Le norme sulla riproduzione e sul prestito hanno subito negli ultimi dieci anni importanti modifiche ed hanno sancito un trattamento differenziato per la musica a stampa rispetto ai libri.
        Si è passati infatti dalla L. 159/1993 – in cui le possibilità di riprodurre la musica a stampa erano più ampie che per i libri – alla L. 68/2003 che sancisce l’esclusione della musica protetta da diritto d’autore dalla riproduzione e dal prestito.
        In particolare: la L. 159 introdusse la possibilità di riprodurre la musica non acquistabile sul mercato e la musica utilizzata per esecuzione dalle associazioni non a fini di lucro, estendendo a queste ultime le deroghe esistenti nella legge quadro sul diritto d’autore (L. 633/1941) per le attività di studio e di ricerca. Bisogna tenere presente che, all’epoca, molte associazioni concertistiche erano configurate come associazioni non a fini di lucro, per cui la normativa di fatto liberalizzò la fotocopiatura della musica protetta per gran parte delle attività musicali.

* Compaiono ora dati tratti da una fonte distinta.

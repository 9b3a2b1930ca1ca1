//! Random host activity that produces lifecycle events.
//!
//! Stands in for players: every tick agents wander, and now and then an
//! agent is added to or dropped from a base's authorization list, a base's
//! fixture is destroyed or rebuilt, or an agent's use permission flips.
//! Each change is applied to the [`SimWorld`] first and then reported as the
//! [`LifecycleEvent`] a real host would raise.

use craftzone_types::{AgentId, FixtureId, Level, LifecycleEvent, Permissions, USE_PERMISSION};
use craftzone_world::{SimWorld, StartingBase};
use rand::Rng;
use rand::rngs::SmallRng;
use tracing::{trace, warn};

/// Chance per tick that one authorization is toggled.
const AUTH_TOGGLE_CHANCE: f64 = 0.02;

/// Chance per tick that one base's fixture is destroyed or rebuilt.
const FIXTURE_CHURN_CHANCE: f64 = 0.005;

/// Chance per tick that one agent's use permission flips.
const PERMISSION_FLIP_CHANCE: f64 = 0.002;

#[derive(Debug, Clone, Copy)]
struct BaseSite {
    base: StartingBase,
    /// Fixture currently standing, if any.
    standing: Option<FixtureId>,
}

/// Generates host-side changes from a seeded RNG.
#[derive(Debug)]
pub struct HostActivity {
    rng: SmallRng,
    sites: Vec<BaseSite>,
    agents: Vec<AgentId>,
    wander_step: f32,
}

impl HostActivity {
    /// Create an activity source over the given bases and agents.
    pub fn new(
        rng: SmallRng,
        bases: &[StartingBase],
        agents: Vec<AgentId>,
        wander_step: f32,
    ) -> Self {
        Self {
            rng,
            sites: bases
                .iter()
                .map(|&base| BaseSite {
                    base,
                    standing: Some(base.fixture),
                })
                .collect(),
            agents,
            wander_step,
        }
    }

    /// Advance the host by one tick and return the events it raised.
    pub fn tick(&mut self, world: &mut SimWorld) -> Vec<LifecycleEvent> {
        world.wander(&mut self.rng, self.wander_step);

        let mut events = Vec::new();
        if self.rng.random_bool(AUTH_TOGGLE_CHANCE) {
            events.extend(self.toggle_authorization(world));
        }
        if self.rng.random_bool(FIXTURE_CHURN_CHANCE) {
            events.extend(self.churn_fixture(world));
        }
        if self.rng.random_bool(PERMISSION_FLIP_CHANCE) {
            events.extend(self.flip_permission(world));
        }
        events
    }

    fn pick_agent(&mut self) -> Option<AgentId> {
        if self.agents.is_empty() {
            return None;
        }
        let index = self.rng.random_range(0..self.agents.len());
        self.agents.get(index).copied()
    }

    fn pick_site(&mut self) -> Option<usize> {
        if self.sites.is_empty() {
            return None;
        }
        Some(self.rng.random_range(0..self.sites.len()))
    }

    fn toggle_authorization(&mut self, world: &mut SimWorld) -> Option<LifecycleEvent> {
        let agent = self.pick_agent()?;
        let index = self.pick_site()?;
        let zone = self.sites.get(index)?.base.zone;
        let authorized = world.authorized_agents(zone).ok()?.contains(&agent);
        if authorized {
            world.deauthorize(zone, agent);
            trace!(agent_id = %agent, zone_id = %zone, "authorization revoked");
            Some(LifecycleEvent::AuthorizationRevoked { zone, agent })
        } else {
            world.authorize(zone, agent);
            trace!(agent_id = %agent, zone_id = %zone, "authorization granted");
            Some(LifecycleEvent::AuthorizationGranted { zone, agent })
        }
    }

    fn churn_fixture(&mut self, world: &mut SimWorld) -> Option<LifecycleEvent> {
        let index = self.pick_site()?;
        let level: Level = self.rng.random_range(1..=3);
        let site = self.sites.get_mut(index)?;
        let zone = site.base.zone;

        if let Some(fixture) = site.standing {
            if let Err(e) = world.destroy_fixture(fixture) {
                // Already gone from the world; still report it so the tracker drops it.
                warn!(
                    zone_id = %zone,
                    fixture_id = %fixture,
                    error = %e,
                    "fixture missing on destroy"
                );
            }
            site.standing = None;
            return Some(LifecycleEvent::StructureDestroyed { zone, fixture });
        }

        let owner = match world.authorized_agents(zone) {
            Ok(agents) => agents.first().copied(),
            Err(e) => {
                warn!(zone_id = %zone, error = %e, "fixture rebuild skipped");
                return None;
            }
        };
        let fixture = FixtureId::new();
        let _ = world.place_fixture(zone, fixture, level, site.base.center);
        site.standing = Some(fixture);
        Some(LifecycleEvent::StructureBuilt {
            zone,
            fixture,
            level,
            owner,
        })
    }

    fn flip_permission(&mut self, world: &mut SimWorld) -> Option<LifecycleEvent> {
        let agent = self.pick_agent()?;
        if world.has_permission(agent, USE_PERMISSION) {
            world.revoke_permission(agent, USE_PERMISSION);
        } else {
            world.grant_permission(agent, USE_PERMISSION);
        }
        Some(LifecycleEvent::PermissionChanged { agent })
    }
}

#[cfg(test)]
#[allow(
    clippy::unwrap_used,
    clippy::unreachable,
    clippy::arithmetic_side_effects
)]
mod tests {
    use craftzone_world::{WorldLayout, create_starting_world};
    use rand::SeedableRng;

    use super::*;

    fn activity() -> (SimWorld, HostActivity) {
        let (world, start) = create_starting_world(&WorldLayout::default()).unwrap();
        let activity =
            HostActivity::new(SmallRng::seed_from_u64(5), &start.bases, start.agents, 0.5);
        (world, activity)
    }

    #[test]
    fn churn_alternates_destroy_and_rebuild() {
        let (mut world, mut activity) = activity();
        let before = world.fixtures().len();

        let first = activity.churn_fixture(&mut world).unwrap();
        assert!(matches!(first, LifecycleEvent::StructureDestroyed { .. }));
        assert_eq!(world.fixtures().len(), before - 1);

        // The world always agrees with what each site thinks is standing.
        for _ in 0..64 {
            let _ = activity.churn_fixture(&mut world);
        }
        let standing = activity.sites.iter().filter(|s| s.standing.is_some()).count();
        assert_eq!(world.fixtures().len(), standing);
    }

    #[test]
    fn churn_reports_fixture_already_gone_from_world() {
        let (mut world, mut activity) = activity();
        activity.sites.truncate(1);
        let fixture = activity.sites.first().unwrap().standing.unwrap();
        let _ = world.destroy_fixture(fixture).unwrap();

        let event = activity.churn_fixture(&mut world).unwrap();
        assert!(matches!(
            event,
            LifecycleEvent::StructureDestroyed { fixture: f, .. } if f == fixture
        ));
        assert!(activity.sites.first().unwrap().standing.is_none());

        // The next churn rebuilds, and world and site agree again.
        let rebuilt = activity.churn_fixture(&mut world).unwrap();
        assert!(matches!(rebuilt, LifecycleEvent::StructureBuilt { .. }));
        assert_eq!(world.fixtures().len(), 4);
    }

    #[test]
    fn toggle_reports_what_it_did() {
        let (mut world, mut activity) = activity();
        for _ in 0..20 {
            match activity.toggle_authorization(&mut world).unwrap() {
                LifecycleEvent::AuthorizationGranted { zone, agent } => {
                    assert!(world.authorized_agents(zone).unwrap().contains(&agent));
                }
                LifecycleEvent::AuthorizationRevoked { zone, agent } => {
                    assert!(!world.authorized_agents(zone).unwrap().contains(&agent));
                }
                other => unreachable!("unexpected event {other:?}"),
            }
        }
    }

    #[test]
    fn permission_flip_round_trips() {
        let (mut world, mut activity) = activity();
        activity.agents.truncate(1);
        let agent = *activity.agents.first().unwrap();
        assert!(world.has_permission(agent, USE_PERMISSION));
        let _ = activity.flip_permission(&mut world);
        assert!(!world.has_permission(agent, USE_PERMISSION));
        let _ = activity.flip_permission(&mut world);
        assert!(world.has_permission(agent, USE_PERMISSION));
    }
}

L. 159/1993 art. 2: «Non è considerata a fini di lucro l’utilizzazione di riproduzioni di testi musicali per attività didattica, di studio e di ricerca, ivi compresi esercitazioni e saggi per le attività musicali amatoriali e per quelle svolte da associazioni e fondazioni senza scopo di lucro, nè l’utilizzazione per altre manifestazioni pubbliche di testi musicali che non siano acquistabili sul mercato.» 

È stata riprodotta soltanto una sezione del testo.